_Stored data:_
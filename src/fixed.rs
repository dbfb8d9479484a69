//! Fixed-point scaling without floating point.
//!
//! Every conversion in the sensor pipeline is a multiply-then-divide on
//! integers. The product is formed in 64 bits so that a 32-bit value times a
//! calibration constant never overflows, and the quotient is rounded to the
//! nearest integer (halves up, toward positive infinity) so repeated
//! conversions do not drift toward zero the way truncation does.
//!
//! Faults are `None`. A stage that receives `None` returns `None`; callers
//! chain stages with `Option::and_then`.

/// Divide with rounding to nearest, halves up: `floor((2n + d) / 2d)`.
///
/// `denominator` must be non-zero; [`scale`] checks this before calling.
#[inline]
pub(crate) const fn div_round(
    numerator: i64,
    denominator: i64,
) -> i64 {
    // widened so doubling a full 64-bit product cannot overflow
    let (n, d) = if denominator < 0 {
        (-(numerator as i128), -(denominator as i128))
    } else {
        (numerator as i128, denominator as i128)
    };
    (2 * n + d).div_euclid(2 * d) as i64
}

/// Compute `value * numerator / denominator`, rounded to nearest.
///
/// Returns `None` for a zero denominator or a result outside `i32`.
///
/// ```
/// use enguino_cluster::fixed::scale;
///
/// assert_eq!(scale(5, 1, 2), Some(3));
/// assert_eq!(scale(4, 1, 2), Some(2));
/// assert_eq!(scale(700, 10, 1), Some(7000));
/// ```
#[inline]
pub const fn scale(
    value: i32,
    numerator: i32,
    denominator: i32,
) -> Option<i32> {
    if denominator == 0 {
        return None;
    }
    let result = div_round(value as i64 * numerator as i64, denominator as i64);
    if result > i32::MAX as i64 || result < i32::MIN as i64 {
        None
    } else {
        Some(result as i32)
    }
}

/// Convert a Celsius reading to Fahrenheit at the same resolution.
///
/// `offset` is 32 °F expressed in the reading's units: 320 for tenths of a
/// degree, 128 for quarter degrees.
#[inline]
pub const fn celsius_to_fahrenheit(
    value: i32,
    offset: i32,
) -> Option<i32> {
    match scale(value, 9, 5) {
        Some(v) => v.checked_add(offset),
        None => None,
    }
}

// =============================================================================
// Unit Tests
// =============================================================================

#[cfg(test)]
mod tests {
    use super::*;

    #[test]
    fn test_unit_denominator_is_plain_multiply() {
        for v in [-1000, -1, 0, 1, 7, 1234] {
            assert_eq!(scale(v, 13, 1), Some(v * 13));
        }
    }

    #[test]
    fn test_rounds_half_up() {
        assert_eq!(scale(5, 1, 2), Some(3));
        assert_eq!(scale(4, 1, 2), Some(2));
        assert_eq!(scale(1, 1, 3), Some(0));
        assert_eq!(scale(2, 1, 3), Some(1));
    }

    #[test]
    fn test_negative_halves_round_up() {
        // -2.5 -> -2, -2.6 -> -3
        assert_eq!(scale(-5, 1, 2), Some(-2));
        assert_eq!(scale(5, -1, 2), Some(-2));
        assert_eq!(scale(5, 1, -2), Some(-2));
        assert_eq!(scale(-5, 1, -2), Some(3));
        assert_eq!(scale(-13, 1, 5), Some(-3));
        assert_eq!(scale(-7, 1, 3), Some(-2));
    }


    #[test]
    fn test_wide_intermediate_does_not_overflow() {
        // 1_000_000 * 25_599 overflows i32 but not the 64-bit product
        assert_eq!(scale(1_000_000, 25_599, 32_768), Some(781_219));
    }

    #[test]
    fn test_zero_denominator_faults() {
        assert_eq!(scale(10, 1, 0), None);
    }

    #[test]
    fn test_result_out_of_range_faults() {
        assert_eq!(scale(i32::MAX, 2, 1), None);
        assert_eq!(scale(i32::MIN, 2, 1), None);
    }

    #[test]
    fn test_celsius_to_fahrenheit() {
        // 100.0 C in tenths -> 212.0 F in tenths
        assert_eq!(celsius_to_fahrenheit(1000, 320), Some(2120));
        // 0 C in quarter degrees -> 32 F in quarter degrees
        assert_eq!(celsius_to_fahrenheit(0, 128), Some(128));
        // -40 is the same in both scales
        assert_eq!(celsius_to_fahrenheit(-400, 320), Some(-400));
    }

    #[test]
    fn test_fault_propagates_through_chained_stages() {
        let fault: Option<i32> = None;
        assert_eq!(fault.and_then(|v| scale(v, 3, 2)), None);
        assert_eq!(fault.and_then(|v| celsius_to_fahrenheit(v, 320)), None);
    }
}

_Requirement:_ Using the records above as the source, restate each line verbatim.

_Answer area:_
filename src/fixed.rs
repository dbfb8d9479484a69
//! Fixed-point scaling without floating point.
//!
//! Every conversion in the sensor pipeline is a multiply-then-divide on
//! integers. The product is formed in 64 bits so that a 32-bit value times a
//! calibration constant never overflows, and the quotient is rounded to the
//! nearest integer (halves up, toward positive infinity) so repeated
//! conversions do not drift toward zero the way truncation does.
//!
//! Faults are `None`. A stage that receives `None` returns `None`; callers
//! chain stages with `Option::and_then`.

/// Divide with rounding to nearest, halves up: `floor((2n + d) / 2d)`.
///
/// `denominator` must be non-zero; [`scale`] checks this before calling.
#[inline]
pub(crate) const fn div_round(
    numerator: i64,
    denominator: i64,
) -> i64 {
    // widened so doubling a full 64-bit product cannot overflow
    let (n, d) = if denominator < 0 {
        (-(numerator as i128), -(denominator as i128))
    } else {
        (numerator as i128, denominator as i128)
    };
    (2 * n + d).div_euclid(2 * d) as i64
}

/// Compute `value * numerator / denominator`, rounded to nearest.
///
/// Returns `None` for a zero denominator or a result outside `i32`.
///
/// ```
/// use enguino_cluster::fixed::scale;
///
/// assert_eq!(scale(5, 1, 2), Some(3));
/// assert_eq!(scale(4, 1, 2), Some(2));
/// assert_eq!(scale(700, 10, 1), Some(7000));
/// ```
#[inline]
pub const fn scale(
    value: i32,
    numerator: i32,
    denominator: i32,
) -> Option<i32> {
    if denominator == 0 {
        return None;
    }
    let result = div_round(value as i64 * numerator as i64, denominator as i64);
    if result > i32::MAX as i64 || result < i32::MIN as i64 {
        None
    } else {
        Some(result as i32)
    }
}

/// Convert a Celsius reading to Fahrenheit at the same resolution.
///
/// `offset` is 32 °F expressed in the reading's units: 320 for tenths of a
/// degree, 128 for quarter degrees.
#[inline]
pub const fn celsius_to_fahrenheit(
    value: i32,
    offset: i32,
) -> Option<i32> {
    match scale(value, 9, 5) {
        Some(v) => v.checked_add(offset),
        None => None,
    }
}

// =============================================================================
// Unit Tests
// =============================================================================

#[cfg(test)]
mod tests {
    use super::*;

    #[test]
    fn test_unit_denominator_is_plain_multiply() {
        for v in [-1000, -1, 0, 1, 7, 1234] {
            assert_eq!(scale(v, 13, 1), Some(v * 13));
        }
    }

    #[test]
    fn test_rounds_half_up() {
        assert_eq!(scale(5, 1, 2), Some(3));
        assert_eq!(scale(4, 1, 2), Some(2));
        assert_eq!(scale(1, 1, 3), Some(0));
        assert_eq!(scale(2, 1, 3), Some(1));
    }

    #[test]
    fn test_negative_halves_round_up() {
        // -2.5 -> -2, -2.6 -> -3
        assert_eq!(scale(-5, 1, 2), Some(-2));
        assert_eq!(scale(5, -1, 2), Some(-2));
        assert_eq!(scale(5, 1, -2), Some(-2));
        assert_eq!(scale(-5, 1, -2), Some(3));
        assert_eq!(scale(-13, 1, 5), Some(-3));
        assert_eq!(scale(-7, 1, 3), Some(-2));
    }


    #[test]
    fn test_wide_intermediate_does_not_overflow() {
        // 1_000_000 * 25_599 overflows i32 but not the 64-bit product
        assert_eq!(scale(1_000_000, 25_599, 32_768), Some(781_219));
    }

    #[test]
    fn test_zero_denominator_faults() {
        assert_eq!(scale(10, 1, 0), None);
    }

    #[test]
    fn test_result_out_of_range_faults() {
        assert_eq!(scale(i32::MAX, 2, 1), None);
        assert_eq!(scale(i32::MIN, 2, 1), None);
    }

    #[test]
    fn test_celsius_to_fahrenheit() {
        // 100.0 C in tenths -> 212.0 F in tenths
        assert_eq!(celsius_to_fahrenheit(1000, 320), Some(2120));
        // 0 C in quarter degrees -> 32 F in quarter degrees
        assert_eq!(celsius_to_fahrenheit(0, 128), Some(128));
        // -40 is the same in both scales
        assert_eq!(celsius_to_fahrenheit(-400, 320), Some(-400));
    }

    #[test]
    fn test_fault_propagates_through_chained_stages() {
        let fault: Option<i32> = None;
        assert_eq!(fault.and_then(|v| scale(v, 3, 2)), None);
        assert_eq!(fault.and_then(|v| celsius_to_fahrenheit(v, 320)), None);
    }
}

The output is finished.